- _What to work on_: Go through the listing below and output exactly the line with "let mut currency", the line with "let mut operations = Vec::new();", and each line between; omit the rest.
[[ Data for processing, beginning ]]
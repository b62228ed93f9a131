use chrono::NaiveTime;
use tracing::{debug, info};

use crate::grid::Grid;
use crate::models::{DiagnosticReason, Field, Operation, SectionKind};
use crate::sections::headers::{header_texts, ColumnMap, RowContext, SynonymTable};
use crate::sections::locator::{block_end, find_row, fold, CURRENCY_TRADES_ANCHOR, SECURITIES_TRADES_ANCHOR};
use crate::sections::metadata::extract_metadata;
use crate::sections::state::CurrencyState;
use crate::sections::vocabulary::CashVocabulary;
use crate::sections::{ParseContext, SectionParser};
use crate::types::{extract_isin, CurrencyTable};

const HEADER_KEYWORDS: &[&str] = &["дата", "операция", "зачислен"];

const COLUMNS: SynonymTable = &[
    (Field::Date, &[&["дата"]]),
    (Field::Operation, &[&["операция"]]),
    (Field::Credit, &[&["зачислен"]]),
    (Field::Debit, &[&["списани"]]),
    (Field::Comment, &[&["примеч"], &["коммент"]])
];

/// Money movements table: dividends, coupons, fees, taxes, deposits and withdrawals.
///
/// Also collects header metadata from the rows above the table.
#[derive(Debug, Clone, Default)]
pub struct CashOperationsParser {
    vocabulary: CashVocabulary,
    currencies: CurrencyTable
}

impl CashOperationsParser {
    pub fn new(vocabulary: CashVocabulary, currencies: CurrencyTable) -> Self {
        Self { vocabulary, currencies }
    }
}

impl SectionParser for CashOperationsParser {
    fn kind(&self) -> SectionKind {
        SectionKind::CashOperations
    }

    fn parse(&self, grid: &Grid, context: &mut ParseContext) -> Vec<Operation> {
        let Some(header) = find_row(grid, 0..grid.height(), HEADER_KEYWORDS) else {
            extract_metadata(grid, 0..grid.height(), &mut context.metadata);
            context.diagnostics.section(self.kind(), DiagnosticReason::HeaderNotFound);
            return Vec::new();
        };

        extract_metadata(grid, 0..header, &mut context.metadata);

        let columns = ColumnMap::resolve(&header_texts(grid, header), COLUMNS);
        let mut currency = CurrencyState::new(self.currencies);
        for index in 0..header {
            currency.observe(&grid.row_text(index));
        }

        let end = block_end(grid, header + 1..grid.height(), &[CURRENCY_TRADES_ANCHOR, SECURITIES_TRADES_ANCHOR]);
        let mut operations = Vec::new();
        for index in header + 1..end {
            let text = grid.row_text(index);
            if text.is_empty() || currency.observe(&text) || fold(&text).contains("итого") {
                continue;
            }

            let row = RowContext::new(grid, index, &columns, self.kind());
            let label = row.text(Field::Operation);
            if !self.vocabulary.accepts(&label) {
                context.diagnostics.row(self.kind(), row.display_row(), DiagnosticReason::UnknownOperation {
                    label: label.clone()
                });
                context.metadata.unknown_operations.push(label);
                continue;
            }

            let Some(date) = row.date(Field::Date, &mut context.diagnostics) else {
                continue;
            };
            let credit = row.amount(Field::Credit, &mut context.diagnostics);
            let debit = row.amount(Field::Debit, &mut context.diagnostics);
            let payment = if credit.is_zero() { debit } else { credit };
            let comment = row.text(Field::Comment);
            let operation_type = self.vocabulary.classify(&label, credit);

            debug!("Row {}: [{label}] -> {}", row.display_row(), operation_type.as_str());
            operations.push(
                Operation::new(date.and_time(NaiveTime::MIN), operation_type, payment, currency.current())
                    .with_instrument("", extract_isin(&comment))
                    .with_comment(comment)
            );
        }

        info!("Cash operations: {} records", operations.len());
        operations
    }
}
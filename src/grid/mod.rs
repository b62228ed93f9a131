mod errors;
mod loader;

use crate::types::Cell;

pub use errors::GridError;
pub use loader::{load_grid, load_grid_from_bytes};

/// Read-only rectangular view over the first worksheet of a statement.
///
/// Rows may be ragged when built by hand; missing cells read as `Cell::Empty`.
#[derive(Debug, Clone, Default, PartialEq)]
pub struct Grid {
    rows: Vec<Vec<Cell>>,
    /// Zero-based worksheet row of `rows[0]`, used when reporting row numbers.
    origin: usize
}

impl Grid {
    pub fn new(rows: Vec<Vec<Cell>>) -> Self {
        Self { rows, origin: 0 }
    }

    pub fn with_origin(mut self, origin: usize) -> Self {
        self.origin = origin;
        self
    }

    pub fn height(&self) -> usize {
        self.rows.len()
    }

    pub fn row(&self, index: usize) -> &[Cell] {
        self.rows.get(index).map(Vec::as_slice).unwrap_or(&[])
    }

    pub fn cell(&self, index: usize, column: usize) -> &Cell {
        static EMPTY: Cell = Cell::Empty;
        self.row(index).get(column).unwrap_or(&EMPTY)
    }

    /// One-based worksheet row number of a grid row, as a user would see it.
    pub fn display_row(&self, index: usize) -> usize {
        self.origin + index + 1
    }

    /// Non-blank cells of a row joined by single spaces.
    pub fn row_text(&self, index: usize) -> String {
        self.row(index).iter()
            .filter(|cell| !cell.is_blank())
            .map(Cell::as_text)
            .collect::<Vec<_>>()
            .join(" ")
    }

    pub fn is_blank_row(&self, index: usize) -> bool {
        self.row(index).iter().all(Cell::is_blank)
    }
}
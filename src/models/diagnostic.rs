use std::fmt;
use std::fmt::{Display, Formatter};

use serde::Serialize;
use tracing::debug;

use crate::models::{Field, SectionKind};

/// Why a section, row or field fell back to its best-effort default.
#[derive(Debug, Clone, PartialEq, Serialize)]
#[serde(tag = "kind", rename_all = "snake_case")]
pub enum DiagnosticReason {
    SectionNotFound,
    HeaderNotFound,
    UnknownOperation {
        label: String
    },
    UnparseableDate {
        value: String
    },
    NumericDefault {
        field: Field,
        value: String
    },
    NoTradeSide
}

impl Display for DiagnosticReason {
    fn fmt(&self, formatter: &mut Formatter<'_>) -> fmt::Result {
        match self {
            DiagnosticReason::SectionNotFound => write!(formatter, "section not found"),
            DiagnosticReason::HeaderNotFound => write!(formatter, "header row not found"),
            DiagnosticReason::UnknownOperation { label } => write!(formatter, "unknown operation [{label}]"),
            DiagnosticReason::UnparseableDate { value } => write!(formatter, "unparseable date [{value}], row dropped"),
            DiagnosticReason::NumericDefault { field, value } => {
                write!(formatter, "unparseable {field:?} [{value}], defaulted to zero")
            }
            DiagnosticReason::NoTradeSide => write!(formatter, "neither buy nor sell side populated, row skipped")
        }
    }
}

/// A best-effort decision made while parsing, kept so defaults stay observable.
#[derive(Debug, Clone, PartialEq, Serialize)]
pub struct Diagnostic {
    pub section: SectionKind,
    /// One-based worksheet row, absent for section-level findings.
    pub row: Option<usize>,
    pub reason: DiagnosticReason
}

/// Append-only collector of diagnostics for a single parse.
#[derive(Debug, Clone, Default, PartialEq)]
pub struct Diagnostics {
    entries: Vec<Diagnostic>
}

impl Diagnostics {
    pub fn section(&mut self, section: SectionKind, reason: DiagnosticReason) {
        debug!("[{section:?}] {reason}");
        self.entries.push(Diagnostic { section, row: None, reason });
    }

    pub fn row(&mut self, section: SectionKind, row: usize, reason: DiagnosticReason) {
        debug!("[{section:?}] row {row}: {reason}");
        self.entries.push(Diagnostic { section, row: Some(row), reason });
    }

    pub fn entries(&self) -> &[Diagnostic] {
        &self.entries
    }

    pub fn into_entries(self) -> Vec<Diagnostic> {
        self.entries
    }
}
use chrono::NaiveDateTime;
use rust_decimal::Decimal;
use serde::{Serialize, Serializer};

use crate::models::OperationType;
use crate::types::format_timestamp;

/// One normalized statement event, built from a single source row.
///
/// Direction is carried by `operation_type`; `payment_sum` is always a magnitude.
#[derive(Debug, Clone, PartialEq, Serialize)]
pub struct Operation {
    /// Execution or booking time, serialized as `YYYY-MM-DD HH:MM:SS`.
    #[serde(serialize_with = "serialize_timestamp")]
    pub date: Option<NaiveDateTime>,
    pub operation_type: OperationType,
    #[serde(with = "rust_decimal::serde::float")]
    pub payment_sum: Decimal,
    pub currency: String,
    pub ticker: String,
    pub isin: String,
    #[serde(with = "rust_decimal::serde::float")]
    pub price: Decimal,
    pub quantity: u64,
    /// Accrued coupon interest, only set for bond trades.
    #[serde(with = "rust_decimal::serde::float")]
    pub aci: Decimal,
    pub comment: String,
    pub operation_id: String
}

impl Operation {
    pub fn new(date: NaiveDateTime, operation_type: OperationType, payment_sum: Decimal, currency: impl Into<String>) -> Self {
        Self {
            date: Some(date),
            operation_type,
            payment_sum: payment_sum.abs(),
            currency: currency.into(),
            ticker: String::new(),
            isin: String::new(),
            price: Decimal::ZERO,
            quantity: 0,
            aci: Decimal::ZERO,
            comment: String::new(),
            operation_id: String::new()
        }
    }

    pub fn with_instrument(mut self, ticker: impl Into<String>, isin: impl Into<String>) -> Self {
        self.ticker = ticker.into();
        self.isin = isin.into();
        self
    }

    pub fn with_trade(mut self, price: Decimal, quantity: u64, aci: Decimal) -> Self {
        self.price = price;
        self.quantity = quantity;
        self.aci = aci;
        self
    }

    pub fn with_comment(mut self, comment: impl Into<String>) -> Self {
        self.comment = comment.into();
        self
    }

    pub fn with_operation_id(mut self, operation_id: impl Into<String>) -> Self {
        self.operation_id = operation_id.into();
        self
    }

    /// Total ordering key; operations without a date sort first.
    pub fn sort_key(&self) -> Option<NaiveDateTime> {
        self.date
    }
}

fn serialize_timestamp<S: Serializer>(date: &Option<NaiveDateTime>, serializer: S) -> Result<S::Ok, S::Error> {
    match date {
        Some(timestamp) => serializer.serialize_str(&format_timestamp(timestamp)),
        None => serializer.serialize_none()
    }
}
[[ Data for processing, end ]]
[[ Data for processing, beginning ]]
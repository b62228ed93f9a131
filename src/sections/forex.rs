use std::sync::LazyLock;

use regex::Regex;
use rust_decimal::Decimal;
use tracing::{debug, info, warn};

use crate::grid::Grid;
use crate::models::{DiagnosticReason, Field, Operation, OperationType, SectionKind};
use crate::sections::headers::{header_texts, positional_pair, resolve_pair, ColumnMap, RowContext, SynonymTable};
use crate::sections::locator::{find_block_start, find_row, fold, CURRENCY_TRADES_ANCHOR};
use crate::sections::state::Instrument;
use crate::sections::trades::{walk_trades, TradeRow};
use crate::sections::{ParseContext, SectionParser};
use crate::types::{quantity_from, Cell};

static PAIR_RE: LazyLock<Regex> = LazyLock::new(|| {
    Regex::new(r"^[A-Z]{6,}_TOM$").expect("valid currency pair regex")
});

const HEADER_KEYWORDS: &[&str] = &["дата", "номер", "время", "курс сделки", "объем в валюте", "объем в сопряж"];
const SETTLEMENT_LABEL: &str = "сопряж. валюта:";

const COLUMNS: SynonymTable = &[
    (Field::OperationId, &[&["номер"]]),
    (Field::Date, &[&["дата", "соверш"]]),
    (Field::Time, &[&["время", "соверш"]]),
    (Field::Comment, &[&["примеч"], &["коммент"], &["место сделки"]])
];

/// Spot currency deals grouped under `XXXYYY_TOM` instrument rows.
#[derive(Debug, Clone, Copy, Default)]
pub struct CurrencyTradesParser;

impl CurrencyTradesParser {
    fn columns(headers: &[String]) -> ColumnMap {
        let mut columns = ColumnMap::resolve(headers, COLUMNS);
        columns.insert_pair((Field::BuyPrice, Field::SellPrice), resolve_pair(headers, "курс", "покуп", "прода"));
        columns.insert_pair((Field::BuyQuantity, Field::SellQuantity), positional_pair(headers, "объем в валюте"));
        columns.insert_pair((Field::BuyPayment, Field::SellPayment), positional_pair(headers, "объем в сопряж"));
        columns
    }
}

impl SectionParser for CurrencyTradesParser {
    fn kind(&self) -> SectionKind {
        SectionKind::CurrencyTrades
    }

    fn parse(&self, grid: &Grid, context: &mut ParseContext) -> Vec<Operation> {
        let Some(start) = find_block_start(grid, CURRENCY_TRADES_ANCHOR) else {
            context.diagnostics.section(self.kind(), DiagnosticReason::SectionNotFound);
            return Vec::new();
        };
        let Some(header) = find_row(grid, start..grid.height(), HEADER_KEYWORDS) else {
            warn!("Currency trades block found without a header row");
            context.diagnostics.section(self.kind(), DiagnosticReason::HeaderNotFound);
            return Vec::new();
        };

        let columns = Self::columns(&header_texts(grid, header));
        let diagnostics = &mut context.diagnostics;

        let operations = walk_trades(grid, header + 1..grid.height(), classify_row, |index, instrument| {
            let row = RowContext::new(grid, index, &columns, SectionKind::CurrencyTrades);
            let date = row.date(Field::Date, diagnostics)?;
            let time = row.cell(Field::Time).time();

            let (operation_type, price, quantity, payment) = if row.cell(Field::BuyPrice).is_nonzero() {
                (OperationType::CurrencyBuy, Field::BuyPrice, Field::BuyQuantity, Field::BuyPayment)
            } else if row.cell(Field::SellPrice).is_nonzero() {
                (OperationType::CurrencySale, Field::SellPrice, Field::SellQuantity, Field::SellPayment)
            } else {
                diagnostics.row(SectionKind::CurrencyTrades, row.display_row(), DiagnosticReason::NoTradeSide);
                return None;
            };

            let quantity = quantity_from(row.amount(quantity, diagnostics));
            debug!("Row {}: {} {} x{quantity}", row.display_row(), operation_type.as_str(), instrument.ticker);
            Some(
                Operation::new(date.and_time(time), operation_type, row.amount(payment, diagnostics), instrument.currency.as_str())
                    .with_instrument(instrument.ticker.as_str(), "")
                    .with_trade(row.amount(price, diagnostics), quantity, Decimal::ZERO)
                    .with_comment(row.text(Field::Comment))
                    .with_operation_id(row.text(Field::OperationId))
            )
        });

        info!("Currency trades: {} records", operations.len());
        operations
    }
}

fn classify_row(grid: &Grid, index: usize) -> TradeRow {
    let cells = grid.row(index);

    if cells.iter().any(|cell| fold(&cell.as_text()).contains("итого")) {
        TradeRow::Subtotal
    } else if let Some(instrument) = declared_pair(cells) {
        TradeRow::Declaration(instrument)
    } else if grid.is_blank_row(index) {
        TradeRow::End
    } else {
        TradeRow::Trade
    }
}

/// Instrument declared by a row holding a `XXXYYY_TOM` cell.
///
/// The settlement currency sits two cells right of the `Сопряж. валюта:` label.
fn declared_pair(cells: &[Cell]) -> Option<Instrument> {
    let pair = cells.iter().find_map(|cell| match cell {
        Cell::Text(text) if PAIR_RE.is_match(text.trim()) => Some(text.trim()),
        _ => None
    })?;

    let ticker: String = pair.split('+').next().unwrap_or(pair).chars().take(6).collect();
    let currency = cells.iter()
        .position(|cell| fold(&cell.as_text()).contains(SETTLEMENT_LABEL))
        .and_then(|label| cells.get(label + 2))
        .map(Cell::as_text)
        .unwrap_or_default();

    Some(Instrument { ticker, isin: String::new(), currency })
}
[[ Data for processing, end ]]
- _Answer box_:
        let mut currency = CurrencyState::new(self.currencies);
        for index in 0..header {
            currency.observe(&grid.row_text(index));
        }

        let end = block_end(grid, header + 1..grid.height(), &[CURRENCY_TRADES_ANCHOR, SECURITIES_TRADES_ANCHOR]);
        let mut operations = Vec::new();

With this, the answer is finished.